For each line of the data below, copy it if it holds the word "StatusCode".

(Stored data)
= Beginning of Section =
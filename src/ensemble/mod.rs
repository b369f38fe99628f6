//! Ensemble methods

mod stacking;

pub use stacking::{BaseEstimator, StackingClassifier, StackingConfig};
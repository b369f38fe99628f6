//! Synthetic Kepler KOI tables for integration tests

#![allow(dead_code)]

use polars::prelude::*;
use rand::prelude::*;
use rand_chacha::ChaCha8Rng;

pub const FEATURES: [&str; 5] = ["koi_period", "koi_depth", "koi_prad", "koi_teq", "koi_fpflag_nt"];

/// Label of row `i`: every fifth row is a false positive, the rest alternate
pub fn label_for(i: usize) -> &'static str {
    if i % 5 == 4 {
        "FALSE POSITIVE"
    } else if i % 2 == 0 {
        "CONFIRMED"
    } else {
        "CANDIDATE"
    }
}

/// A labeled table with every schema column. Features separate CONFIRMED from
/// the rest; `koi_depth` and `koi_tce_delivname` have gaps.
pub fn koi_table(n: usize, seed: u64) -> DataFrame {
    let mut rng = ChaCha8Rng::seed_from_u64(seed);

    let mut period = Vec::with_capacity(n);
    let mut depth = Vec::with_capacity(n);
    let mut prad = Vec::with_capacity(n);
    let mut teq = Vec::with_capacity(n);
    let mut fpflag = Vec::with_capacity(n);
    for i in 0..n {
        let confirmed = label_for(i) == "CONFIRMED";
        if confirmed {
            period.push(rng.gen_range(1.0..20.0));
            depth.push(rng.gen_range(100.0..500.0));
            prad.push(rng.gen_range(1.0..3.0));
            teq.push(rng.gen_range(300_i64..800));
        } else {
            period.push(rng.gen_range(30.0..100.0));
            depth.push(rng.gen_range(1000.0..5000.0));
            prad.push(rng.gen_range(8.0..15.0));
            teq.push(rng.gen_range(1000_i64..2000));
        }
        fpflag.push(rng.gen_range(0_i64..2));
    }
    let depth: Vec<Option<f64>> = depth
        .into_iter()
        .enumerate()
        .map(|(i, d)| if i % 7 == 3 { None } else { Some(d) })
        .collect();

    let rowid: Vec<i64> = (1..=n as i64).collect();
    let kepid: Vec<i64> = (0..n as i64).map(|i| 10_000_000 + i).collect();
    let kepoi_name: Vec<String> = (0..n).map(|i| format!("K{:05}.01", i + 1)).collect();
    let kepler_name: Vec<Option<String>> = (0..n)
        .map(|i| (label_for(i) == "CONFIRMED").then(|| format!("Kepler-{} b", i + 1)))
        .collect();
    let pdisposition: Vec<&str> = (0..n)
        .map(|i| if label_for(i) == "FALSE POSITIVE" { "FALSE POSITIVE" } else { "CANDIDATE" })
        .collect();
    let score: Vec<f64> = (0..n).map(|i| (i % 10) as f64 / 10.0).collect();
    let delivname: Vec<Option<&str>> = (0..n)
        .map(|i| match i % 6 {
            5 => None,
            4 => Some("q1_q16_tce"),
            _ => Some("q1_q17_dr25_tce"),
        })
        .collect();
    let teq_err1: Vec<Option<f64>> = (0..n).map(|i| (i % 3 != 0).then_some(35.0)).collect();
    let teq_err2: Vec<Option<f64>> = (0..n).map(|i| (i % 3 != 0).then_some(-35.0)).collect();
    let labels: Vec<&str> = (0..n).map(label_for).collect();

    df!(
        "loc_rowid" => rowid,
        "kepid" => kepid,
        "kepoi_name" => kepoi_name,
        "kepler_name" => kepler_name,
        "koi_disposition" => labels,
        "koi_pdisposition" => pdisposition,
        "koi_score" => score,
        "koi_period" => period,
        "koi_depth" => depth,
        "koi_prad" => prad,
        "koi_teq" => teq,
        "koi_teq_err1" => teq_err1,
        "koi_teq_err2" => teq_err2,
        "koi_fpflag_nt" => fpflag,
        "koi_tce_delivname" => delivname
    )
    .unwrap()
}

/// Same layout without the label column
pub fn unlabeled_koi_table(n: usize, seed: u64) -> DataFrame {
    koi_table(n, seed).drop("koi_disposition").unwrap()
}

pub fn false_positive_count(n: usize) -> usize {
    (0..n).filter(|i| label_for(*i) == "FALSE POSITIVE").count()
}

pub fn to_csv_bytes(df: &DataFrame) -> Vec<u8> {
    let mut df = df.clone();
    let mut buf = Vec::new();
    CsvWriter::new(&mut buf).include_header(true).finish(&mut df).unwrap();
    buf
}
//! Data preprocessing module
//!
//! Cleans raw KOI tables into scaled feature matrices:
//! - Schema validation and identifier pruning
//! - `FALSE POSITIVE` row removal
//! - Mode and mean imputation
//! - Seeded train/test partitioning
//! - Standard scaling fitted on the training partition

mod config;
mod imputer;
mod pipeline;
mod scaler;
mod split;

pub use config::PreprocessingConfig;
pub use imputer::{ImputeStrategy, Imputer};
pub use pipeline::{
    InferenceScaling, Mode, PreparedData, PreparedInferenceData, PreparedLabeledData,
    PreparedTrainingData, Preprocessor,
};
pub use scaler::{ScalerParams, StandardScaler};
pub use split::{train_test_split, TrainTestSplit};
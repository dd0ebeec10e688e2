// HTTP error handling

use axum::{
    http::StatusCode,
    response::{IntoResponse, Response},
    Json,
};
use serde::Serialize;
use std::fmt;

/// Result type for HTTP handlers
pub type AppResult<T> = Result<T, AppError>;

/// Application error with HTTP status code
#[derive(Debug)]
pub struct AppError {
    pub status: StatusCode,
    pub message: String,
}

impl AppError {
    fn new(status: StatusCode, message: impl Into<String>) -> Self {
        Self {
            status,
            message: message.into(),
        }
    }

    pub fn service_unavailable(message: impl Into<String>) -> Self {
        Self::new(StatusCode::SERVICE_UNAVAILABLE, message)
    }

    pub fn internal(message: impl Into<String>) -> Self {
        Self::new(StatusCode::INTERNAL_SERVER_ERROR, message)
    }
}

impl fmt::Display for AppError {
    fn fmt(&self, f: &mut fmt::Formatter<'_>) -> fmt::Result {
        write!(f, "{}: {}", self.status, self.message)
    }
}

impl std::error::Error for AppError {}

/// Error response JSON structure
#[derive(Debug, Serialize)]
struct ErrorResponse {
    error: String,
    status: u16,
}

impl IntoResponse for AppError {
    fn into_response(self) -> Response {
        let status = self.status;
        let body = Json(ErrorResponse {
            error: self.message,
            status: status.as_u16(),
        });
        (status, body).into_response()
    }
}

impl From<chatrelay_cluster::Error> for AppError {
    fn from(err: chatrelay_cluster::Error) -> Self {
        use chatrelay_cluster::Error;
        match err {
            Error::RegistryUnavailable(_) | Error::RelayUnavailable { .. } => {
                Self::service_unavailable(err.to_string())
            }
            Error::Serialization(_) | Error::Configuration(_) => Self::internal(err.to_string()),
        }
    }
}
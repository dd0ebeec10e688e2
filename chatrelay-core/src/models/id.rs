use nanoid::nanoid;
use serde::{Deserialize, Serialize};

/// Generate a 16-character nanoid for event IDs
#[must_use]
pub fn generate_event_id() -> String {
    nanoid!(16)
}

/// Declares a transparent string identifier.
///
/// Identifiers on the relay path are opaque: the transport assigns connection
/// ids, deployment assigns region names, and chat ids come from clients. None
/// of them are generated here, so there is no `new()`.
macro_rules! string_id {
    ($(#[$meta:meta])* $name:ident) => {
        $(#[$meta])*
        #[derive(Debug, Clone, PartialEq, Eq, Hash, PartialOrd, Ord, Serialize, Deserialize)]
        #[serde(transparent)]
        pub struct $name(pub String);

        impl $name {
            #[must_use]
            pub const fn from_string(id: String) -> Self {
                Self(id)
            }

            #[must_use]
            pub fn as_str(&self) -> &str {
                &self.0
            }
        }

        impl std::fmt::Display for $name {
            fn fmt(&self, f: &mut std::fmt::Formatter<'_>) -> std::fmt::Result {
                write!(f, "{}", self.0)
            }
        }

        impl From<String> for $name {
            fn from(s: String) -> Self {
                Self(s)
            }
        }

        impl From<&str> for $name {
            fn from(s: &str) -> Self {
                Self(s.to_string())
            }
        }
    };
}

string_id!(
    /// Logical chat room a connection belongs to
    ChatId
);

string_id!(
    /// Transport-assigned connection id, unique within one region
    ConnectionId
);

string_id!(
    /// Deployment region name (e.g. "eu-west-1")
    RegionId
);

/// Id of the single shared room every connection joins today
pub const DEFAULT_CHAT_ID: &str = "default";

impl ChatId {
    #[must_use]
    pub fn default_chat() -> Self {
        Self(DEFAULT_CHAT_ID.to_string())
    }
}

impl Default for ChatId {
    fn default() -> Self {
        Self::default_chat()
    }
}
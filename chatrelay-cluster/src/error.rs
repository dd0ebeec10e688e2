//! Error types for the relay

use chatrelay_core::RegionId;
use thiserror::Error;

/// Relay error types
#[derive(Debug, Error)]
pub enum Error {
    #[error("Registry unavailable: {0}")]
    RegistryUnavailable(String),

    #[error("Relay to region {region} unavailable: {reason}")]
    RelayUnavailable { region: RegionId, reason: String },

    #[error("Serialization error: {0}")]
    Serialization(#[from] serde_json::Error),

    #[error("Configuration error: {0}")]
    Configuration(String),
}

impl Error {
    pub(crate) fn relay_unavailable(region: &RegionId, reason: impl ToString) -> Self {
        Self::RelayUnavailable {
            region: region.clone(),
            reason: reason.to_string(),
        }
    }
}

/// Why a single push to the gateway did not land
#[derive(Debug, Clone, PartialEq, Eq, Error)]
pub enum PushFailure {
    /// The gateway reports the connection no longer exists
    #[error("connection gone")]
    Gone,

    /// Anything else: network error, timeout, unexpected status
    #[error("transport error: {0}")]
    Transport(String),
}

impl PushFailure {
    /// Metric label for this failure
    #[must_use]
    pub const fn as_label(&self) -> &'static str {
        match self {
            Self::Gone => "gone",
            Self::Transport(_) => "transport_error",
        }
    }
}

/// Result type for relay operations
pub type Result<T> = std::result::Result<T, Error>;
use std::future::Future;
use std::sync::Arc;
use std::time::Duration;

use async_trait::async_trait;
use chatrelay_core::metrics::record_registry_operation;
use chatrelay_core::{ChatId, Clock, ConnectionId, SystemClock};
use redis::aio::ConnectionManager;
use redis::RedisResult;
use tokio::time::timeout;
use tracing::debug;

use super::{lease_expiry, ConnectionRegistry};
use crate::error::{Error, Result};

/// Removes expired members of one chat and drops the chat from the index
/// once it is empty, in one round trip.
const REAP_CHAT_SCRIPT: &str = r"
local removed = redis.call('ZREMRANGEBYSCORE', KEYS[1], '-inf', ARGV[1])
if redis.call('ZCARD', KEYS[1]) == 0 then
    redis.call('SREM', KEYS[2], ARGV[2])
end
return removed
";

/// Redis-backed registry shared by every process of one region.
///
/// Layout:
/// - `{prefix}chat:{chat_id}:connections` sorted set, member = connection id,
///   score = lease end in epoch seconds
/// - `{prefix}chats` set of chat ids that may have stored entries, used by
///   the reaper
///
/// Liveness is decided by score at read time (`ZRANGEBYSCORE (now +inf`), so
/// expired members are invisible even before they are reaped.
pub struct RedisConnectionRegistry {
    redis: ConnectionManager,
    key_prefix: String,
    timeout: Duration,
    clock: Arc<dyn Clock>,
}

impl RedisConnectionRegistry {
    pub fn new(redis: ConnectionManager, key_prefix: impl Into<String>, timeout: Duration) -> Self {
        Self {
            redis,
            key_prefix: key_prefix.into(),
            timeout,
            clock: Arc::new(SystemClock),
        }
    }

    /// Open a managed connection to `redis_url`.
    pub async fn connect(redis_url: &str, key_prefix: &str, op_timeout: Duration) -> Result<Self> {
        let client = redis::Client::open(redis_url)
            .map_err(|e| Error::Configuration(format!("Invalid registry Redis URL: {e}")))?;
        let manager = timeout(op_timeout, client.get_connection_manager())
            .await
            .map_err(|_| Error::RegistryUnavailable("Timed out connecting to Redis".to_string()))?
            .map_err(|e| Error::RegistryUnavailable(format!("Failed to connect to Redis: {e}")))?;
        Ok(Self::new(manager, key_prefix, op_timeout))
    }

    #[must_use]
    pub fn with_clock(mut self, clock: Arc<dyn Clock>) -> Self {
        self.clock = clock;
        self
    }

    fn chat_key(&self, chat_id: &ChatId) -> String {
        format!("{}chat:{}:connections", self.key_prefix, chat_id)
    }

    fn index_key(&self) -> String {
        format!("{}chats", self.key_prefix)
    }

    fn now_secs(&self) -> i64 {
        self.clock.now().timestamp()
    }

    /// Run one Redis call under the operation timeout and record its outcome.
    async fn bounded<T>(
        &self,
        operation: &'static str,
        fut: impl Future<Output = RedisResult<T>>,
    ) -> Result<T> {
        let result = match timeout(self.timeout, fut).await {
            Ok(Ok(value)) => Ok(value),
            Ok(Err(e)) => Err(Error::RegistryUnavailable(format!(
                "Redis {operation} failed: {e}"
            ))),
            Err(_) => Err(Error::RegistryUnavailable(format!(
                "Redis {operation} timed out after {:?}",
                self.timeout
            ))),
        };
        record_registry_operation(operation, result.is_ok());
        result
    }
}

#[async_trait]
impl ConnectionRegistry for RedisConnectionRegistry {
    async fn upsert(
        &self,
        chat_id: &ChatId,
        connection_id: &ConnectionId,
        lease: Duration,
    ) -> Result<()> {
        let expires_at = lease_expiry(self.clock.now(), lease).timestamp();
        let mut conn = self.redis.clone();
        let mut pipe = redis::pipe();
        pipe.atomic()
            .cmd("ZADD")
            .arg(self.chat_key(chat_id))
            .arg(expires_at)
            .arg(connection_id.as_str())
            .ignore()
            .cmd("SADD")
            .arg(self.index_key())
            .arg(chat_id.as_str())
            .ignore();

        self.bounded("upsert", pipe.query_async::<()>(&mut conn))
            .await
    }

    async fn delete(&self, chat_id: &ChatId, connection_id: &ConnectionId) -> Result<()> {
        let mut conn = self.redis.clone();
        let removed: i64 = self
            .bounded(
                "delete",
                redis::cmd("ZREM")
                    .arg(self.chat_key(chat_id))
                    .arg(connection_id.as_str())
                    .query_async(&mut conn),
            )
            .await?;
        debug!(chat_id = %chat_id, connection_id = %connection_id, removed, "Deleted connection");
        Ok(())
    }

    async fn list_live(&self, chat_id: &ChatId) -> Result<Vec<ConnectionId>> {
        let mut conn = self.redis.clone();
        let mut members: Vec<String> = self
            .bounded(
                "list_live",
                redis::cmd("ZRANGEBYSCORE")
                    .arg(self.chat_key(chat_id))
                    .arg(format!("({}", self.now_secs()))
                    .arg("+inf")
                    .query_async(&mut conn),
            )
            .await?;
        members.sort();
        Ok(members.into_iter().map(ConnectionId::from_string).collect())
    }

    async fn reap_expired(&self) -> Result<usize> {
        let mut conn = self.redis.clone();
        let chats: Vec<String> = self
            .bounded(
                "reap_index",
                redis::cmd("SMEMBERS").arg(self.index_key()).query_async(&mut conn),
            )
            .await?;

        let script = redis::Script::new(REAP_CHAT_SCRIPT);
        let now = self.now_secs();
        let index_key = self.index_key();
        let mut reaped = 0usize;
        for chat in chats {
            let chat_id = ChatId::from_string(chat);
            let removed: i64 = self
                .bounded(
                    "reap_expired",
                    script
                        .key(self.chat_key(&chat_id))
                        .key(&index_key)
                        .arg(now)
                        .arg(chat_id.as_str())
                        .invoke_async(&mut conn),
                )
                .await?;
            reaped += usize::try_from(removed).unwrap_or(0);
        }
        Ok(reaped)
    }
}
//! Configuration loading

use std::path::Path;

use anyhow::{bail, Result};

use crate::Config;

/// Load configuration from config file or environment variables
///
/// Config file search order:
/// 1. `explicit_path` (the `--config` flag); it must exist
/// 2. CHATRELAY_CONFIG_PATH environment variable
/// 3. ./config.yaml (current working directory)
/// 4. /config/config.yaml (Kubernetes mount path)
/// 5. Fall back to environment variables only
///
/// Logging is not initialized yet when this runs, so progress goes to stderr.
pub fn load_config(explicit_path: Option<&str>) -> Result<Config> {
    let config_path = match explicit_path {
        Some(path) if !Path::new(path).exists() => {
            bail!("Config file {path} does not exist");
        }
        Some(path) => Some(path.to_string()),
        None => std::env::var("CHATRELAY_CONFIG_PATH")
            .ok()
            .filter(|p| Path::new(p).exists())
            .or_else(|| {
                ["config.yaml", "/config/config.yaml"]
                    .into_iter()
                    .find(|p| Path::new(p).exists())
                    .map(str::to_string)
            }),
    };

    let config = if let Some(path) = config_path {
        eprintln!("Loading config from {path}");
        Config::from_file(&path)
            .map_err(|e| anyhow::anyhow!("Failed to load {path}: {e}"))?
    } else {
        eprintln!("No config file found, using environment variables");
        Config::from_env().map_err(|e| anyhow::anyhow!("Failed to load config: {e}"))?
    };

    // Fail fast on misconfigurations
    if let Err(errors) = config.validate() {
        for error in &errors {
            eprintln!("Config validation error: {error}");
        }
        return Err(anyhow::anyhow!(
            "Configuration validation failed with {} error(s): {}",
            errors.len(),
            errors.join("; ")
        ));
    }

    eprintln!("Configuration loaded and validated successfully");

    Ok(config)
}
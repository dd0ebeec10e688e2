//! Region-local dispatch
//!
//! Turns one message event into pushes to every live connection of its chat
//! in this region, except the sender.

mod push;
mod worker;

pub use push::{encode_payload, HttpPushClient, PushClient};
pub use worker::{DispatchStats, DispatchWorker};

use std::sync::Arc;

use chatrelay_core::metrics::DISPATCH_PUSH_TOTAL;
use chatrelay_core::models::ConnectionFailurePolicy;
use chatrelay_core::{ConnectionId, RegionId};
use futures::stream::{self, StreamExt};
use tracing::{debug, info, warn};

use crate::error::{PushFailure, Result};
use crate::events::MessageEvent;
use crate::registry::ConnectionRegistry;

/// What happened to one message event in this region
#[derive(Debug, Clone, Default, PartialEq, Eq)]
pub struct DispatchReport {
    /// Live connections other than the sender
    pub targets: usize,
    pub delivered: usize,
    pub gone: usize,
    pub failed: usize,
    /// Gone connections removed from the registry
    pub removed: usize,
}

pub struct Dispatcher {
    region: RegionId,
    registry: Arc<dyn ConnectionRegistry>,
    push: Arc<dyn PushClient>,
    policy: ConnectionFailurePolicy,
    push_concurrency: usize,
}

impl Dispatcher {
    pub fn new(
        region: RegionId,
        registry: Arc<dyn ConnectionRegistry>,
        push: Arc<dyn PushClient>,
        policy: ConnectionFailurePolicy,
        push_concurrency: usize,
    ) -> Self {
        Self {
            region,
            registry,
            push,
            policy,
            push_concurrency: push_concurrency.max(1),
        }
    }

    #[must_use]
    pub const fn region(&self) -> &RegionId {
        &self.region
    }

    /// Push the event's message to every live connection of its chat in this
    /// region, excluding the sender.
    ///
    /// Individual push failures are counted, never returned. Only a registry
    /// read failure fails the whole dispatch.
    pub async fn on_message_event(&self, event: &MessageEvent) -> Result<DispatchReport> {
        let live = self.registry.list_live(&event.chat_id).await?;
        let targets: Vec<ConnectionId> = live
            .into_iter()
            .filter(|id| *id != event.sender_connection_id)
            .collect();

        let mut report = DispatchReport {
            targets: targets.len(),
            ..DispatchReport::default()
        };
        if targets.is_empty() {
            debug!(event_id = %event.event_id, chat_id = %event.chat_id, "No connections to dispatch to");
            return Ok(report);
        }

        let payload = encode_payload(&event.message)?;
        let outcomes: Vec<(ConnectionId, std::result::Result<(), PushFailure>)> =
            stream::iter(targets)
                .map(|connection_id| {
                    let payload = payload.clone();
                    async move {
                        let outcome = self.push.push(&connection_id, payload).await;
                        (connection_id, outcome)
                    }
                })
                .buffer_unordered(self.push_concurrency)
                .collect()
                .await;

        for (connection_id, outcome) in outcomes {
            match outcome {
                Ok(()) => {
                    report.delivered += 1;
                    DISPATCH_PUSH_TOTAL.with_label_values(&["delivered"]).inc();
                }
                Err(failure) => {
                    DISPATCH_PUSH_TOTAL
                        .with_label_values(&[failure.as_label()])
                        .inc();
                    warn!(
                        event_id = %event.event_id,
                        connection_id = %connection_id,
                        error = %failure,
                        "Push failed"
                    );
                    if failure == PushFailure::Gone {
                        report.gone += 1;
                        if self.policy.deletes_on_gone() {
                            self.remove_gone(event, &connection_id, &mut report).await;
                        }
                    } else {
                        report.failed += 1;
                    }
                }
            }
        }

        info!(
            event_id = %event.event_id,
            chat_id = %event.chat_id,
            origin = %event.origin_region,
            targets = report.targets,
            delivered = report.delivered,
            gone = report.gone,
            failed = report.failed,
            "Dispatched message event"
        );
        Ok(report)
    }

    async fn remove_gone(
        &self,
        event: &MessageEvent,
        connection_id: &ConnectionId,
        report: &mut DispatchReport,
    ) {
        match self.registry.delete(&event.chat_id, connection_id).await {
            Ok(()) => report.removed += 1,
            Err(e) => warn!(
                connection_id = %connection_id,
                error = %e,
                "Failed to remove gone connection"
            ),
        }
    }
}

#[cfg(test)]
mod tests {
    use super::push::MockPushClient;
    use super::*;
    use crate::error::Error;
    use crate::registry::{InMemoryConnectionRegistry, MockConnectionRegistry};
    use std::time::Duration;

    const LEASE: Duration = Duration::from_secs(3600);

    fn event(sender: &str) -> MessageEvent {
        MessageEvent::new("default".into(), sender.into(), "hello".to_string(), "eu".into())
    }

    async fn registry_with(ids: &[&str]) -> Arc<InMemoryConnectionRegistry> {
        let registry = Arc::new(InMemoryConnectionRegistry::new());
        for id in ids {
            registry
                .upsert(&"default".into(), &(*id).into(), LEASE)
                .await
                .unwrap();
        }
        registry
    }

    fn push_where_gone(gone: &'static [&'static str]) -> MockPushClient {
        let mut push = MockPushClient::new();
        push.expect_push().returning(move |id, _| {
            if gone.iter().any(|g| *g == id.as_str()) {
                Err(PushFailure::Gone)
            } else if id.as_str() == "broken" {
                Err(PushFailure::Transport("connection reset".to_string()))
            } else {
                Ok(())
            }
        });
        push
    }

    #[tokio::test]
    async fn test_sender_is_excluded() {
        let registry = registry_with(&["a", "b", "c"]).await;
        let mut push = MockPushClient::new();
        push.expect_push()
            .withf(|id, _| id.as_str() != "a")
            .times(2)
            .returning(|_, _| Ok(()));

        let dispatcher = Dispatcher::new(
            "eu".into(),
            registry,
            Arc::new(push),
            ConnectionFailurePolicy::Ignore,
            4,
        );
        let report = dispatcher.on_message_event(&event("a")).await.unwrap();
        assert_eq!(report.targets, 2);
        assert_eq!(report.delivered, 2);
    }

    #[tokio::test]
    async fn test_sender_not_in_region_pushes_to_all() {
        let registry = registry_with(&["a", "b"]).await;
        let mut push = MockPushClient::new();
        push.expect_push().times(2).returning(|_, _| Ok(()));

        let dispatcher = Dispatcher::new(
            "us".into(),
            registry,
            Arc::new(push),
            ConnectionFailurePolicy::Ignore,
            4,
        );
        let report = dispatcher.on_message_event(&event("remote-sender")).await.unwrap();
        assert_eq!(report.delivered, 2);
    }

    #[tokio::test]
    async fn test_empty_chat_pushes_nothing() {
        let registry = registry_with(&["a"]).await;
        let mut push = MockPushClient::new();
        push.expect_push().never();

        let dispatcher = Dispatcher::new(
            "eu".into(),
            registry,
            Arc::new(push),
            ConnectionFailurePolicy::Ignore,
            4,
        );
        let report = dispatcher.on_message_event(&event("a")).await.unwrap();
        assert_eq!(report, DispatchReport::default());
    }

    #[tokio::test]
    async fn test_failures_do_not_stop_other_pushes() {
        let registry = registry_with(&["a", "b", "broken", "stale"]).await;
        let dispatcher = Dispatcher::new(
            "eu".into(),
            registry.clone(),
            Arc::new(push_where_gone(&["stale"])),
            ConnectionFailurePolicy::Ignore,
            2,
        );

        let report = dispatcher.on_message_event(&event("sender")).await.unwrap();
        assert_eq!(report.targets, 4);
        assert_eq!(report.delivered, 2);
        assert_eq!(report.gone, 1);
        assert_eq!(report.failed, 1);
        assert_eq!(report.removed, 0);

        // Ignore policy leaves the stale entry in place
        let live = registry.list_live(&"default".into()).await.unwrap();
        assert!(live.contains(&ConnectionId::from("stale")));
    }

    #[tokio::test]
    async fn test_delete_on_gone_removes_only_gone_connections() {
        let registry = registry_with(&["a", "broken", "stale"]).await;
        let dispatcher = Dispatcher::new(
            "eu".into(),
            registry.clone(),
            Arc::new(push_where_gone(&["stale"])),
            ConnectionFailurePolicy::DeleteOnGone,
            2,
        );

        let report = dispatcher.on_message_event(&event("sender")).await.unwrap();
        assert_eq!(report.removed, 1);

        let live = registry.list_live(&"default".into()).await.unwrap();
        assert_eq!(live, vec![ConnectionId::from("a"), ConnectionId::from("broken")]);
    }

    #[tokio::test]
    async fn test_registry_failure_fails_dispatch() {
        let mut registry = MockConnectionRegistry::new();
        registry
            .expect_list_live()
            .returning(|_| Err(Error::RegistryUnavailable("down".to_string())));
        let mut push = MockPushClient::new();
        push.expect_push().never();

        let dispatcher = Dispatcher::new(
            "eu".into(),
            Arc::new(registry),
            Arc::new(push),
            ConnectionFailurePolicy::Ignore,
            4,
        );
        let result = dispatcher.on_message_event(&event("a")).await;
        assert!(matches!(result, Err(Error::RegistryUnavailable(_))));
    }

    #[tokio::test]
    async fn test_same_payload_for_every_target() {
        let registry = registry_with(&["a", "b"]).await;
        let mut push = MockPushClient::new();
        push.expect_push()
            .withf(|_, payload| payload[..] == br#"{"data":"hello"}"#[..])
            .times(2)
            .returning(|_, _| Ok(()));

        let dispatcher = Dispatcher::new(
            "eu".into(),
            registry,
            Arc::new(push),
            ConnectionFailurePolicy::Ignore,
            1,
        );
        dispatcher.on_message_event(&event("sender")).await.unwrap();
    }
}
= End of Section =
→ ANSWER BOX
    http::StatusCode,
    pub status: StatusCode,
    fn new(status: StatusCode, message: impl Into<String>) -> Self {
        Self::new(StatusCode::SERVICE_UNAVAILABLE, message)
        Self::new(StatusCode::INTERNAL_SERVER_ERROR, message)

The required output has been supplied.